• _TASK GOAL_:
Read through the data, and wherever a line holds the word "NaiveDate", write that line out.

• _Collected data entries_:

//! Application context for the Solace CLI.
//!
//! Bundles the CLI arguments with the lazily-loaded config and knows how to
//! open the stores and build an orchestrator from them.

use std::io::IsTerminal;
use std::path::PathBuf;
use std::sync::Arc;

use once_cell::unsync::OnceCell;
use tracing::debug;

use solace_core::storage::{DirRemoteStore, SqliteLocalStore};
use solace_core::{DeviceState, KeyManager, KeySource, Orchestrator, SystemCrypto};

use crate::cli::Cli;
use crate::config::{read_config, SecurityMode, SolaceConfig};
use crate::errors::CliError;
use crate::ui::UiContext;

use super::password::prompt_password;
use super::resolver::{missing_config_message, resolve_config_path, MISSING_CONFIG_HINT};

pub struct AppContext<'a> {
    cli: &'a Cli,
    config: OnceCell<SolaceConfig>,
    ui: UiContext,
}

impl<'a> AppContext<'a> {
    pub fn new(cli: &'a Cli) -> Self {
        Self {
            cli,
            config: OnceCell::new(),
            ui: UiContext::from_env(cli.json, cli.no_color),
        }
    }

    pub fn quiet(&self) -> bool {
        self.cli.quiet
    }

    pub fn ui(&self) -> &UiContext {
        &self.ui
    }

    /// Prompts are allowed only on a terminal and without `--no-input`.
    pub fn interactive(&self) -> bool {
        !self.cli.no_input && std::io::stdin().is_terminal()
    }

    pub fn config_path(&self) -> anyhow::Result<PathBuf> {
        resolve_config_path(self.cli)
    }

    /// The config, read once on first use.
    pub fn config(&self) -> anyhow::Result<&SolaceConfig> {
        self.config.get_or_try_init(|| {
            let path = self.config_path()?;
            if !path.exists() {
                return Err(
                    CliError::not_found(missing_config_message(&path), MISSING_CONFIG_HINT).into(),
                );
            }
            read_config(&path)
        })
    }

    /// Open the local store named by the config.
    pub fn open_state(&self) -> anyhow::Result<Arc<DeviceState>> {
        let path = self.config()?.store_path()?;
        debug!(path = %path.display(), "opening local store");
        let store = SqliteLocalStore::open(&path)?;
        Ok(Arc::new(DeviceState::new(Arc::new(store))))
    }

    /// Open the remote store, if one is enabled.
    pub fn open_remote(&self, state: &DeviceState) -> anyhow::Result<Option<Arc<DirRemoteStore>>> {
        let config = self.config()?;
        let Some(root) = config.remote_path()? else {
            return Ok(None);
        };
        let user_id = match &config.remote.user_id {
            Some(id) => id.clone(),
            None => state.device_id()?,
        };
        Ok(Some(Arc::new(DirRemoteStore::new(root, &user_id)?)))
    }

    /// Key manager for the device state, for checks that need no key.
    pub fn key_manager(&self, state: &Arc<DeviceState>) -> KeyManager {
        KeyManager::new(Arc::clone(state), Arc::new(SystemCrypto))
    }

    /// True when the journal key has to come from a password.
    pub fn uses_password(&self, state: &Arc<DeviceState>) -> anyhow::Result<bool> {
        Ok(self.config()?.security.mode == SecurityMode::Password
            || self.key_manager(state).is_password_protected()?)
    }

    /// Build an orchestrator over the configured stores, asking for the
    /// password when the journal needs one.
    pub fn open_orchestrator(&self) -> anyhow::Result<Orchestrator> {
        let state = self.open_state()?;
        let key_source = if self.uses_password(&state)? {
            let password = prompt_password(self.interactive())?;
            KeySource::password(&password)
        } else {
            KeySource::Device
        };
        self.build_orchestrator(state, key_source)
    }

    pub fn build_orchestrator(
        &self,
        state: Arc<DeviceState>,
        key_source: KeySource,
    ) -> anyhow::Result<Orchestrator> {
        let mut builder = Orchestrator::builder(state.clone()).key_source(key_source);
        if let Some(remote) = self.open_remote(&state)? {
            builder = builder.remote(remote);
        }
        let orchestrator = builder.build()?;
        debug!(mode = %orchestrator.mode(), "orchestrator ready");
        Ok(orchestrator)
    }
}
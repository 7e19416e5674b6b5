//! Time source for day boundaries.
//!
//! Mood entries are deduplicated per calendar day in the device's local time
//! zone, so "today" depends on both the instant and the offset.

use std::sync::Mutex;

use chrono::{DateTime, Duration, FixedOffset, Local, NaiveDate, Offset, Utc};

pub trait Clock: Send + Sync {
    /// The current instant.
    fn now(&self) -> DateTime<Utc>;

    /// The local calendar date of `instant`.
    fn local_date(&self, instant: DateTime<Utc>) -> NaiveDate;

    fn today(&self) -> NaiveDate {
        self.local_date(self.now())
    }
}

/// Wall clock in the system time zone.
#[derive(Debug, Default, Clone, Copy)]
pub struct SystemClock;

impl Clock for SystemClock {
    fn now(&self) -> DateTime<Utc> {
        Utc::now()
    }

    fn local_date(&self, instant: DateTime<Utc>) -> NaiveDate {
        instant.with_timezone(&Local).date_naive()
    }
}

/// A settable clock with a fixed UTC offset.
#[derive(Debug)]
pub struct ManualClock {
    now: Mutex<DateTime<Utc>>,
    offset: FixedOffset,
}

impl ManualClock {
    pub fn new(now: DateTime<Utc>, offset: FixedOffset) -> Self {
        Self {
            now: Mutex::new(now),
            offset,
        }
    }

    /// A clock at `now` in UTC.
    pub fn utc(now: DateTime<Utc>) -> Self {
        Self::new(now, Utc.fix())
    }

    pub fn set(&self, now: DateTime<Utc>) {
        *self.now.lock().unwrap_or_else(|poisoned| poisoned.into_inner()) = now;
    }

    pub fn advance(&self, by: Duration) {
        let mut now = self.now.lock().unwrap_or_else(|poisoned| poisoned.into_inner());
        *now += by;
    }
}

impl Clock for ManualClock {
    fn now(&self) -> DateTime<Utc> {
        *self.now.lock().unwrap_or_else(|poisoned| poisoned.into_inner())
    }

    fn local_date(&self, instant: DateTime<Utc>) -> NaiveDate {
        instant.with_timezone(&self.offset).date_naive()
    }
}
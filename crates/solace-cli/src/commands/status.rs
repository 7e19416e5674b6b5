use serde::Serialize;
use solace_core::{BackendMode, KeySource};

use crate::app::AppContext;
use crate::ui::{header, hint, kv, print, print_json};

#[derive(Serialize)]
struct Status {
    config: String,
    store: String,
    remote: Option<String>,
    remote_reachable: Option<bool>,
    backend: BackendMode,
    device_id: String,
    key_mode: &'static str,
    needs_migration: bool,
}

pub async fn handle_status(ctx: &AppContext<'_>) -> anyhow::Result<()> {
    let config = ctx.config()?;
    let state = ctx.open_state()?;
    let key_mode = if ctx.uses_password(&state)? {
        "password"
    } else {
        "device"
    };

    // Status never touches the key, so no password is needed here.
    let orchestrator = ctx.build_orchestrator(state, KeySource::Device)?;
    let remote = config.remote_path()?;
    let remote_reachable = match remote {
        Some(_) => Some(orchestrator.remote_available().await),
        None => None,
    };

    let status = Status {
        config: ctx.config_path()?.display().to_string(),
        store: config.store_path()?.display().to_string(),
        remote: remote.map(|path| path.display().to_string()),
        remote_reachable,
        backend: orchestrator.mode(),
        device_id: orchestrator.device_id()?,
        key_mode,
        needs_migration: orchestrator.needs_migration()?,
    };

    let ui = ctx.ui();
    if ui.mode.is_json() {
        return print_json(&status);
    }

    print(ui, &header(ui, "status", None));
    print(ui, &kv(ui, "Config", &status.config));
    print(ui, &kv(ui, "Store", &status.store));
    print(ui, &kv(ui, "Backend", &status.backend.to_string()));
    print(ui, &kv(ui, "Device ID", &status.device_id));
    print(ui, &kv(ui, "Key mode", status.key_mode));
    match (&status.remote, status.remote_reachable) {
        (Some(path), Some(reachable)) => {
            let state = if reachable { "reachable" } else { "unreachable" };
            print(ui, &kv(ui, "Remote", &format!("{} ({})", path, state)));
        }
        _ => print(ui, &kv(ui, "Remote", "none")),
    }
    print(ui, &kv(ui, "Needs migration", &status.needs_migration.to_string()));

    if status.remote.is_some() && status.needs_migration && !ctx.quiet() {
        print(
            ui,
            &hint(
                ui,
                "Run `solace migrate` to move local data, or `solace migrate --skip`.",
            ),
        );
    }
    Ok(())
}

• _RESULT OF THIS TASK_:
use chrono::{DateTime, Duration, FixedOffset, Local, NaiveDate, Offset, Utc};
    fn local_date(&self, instant: DateTime<Utc>) -> NaiveDate;
    fn today(&self) -> NaiveDate {
    fn local_date(&self, instant: DateTime<Utc>) -> NaiveDate {
    fn local_date(&self, instant: DateTime<Utc>) -> NaiveDate {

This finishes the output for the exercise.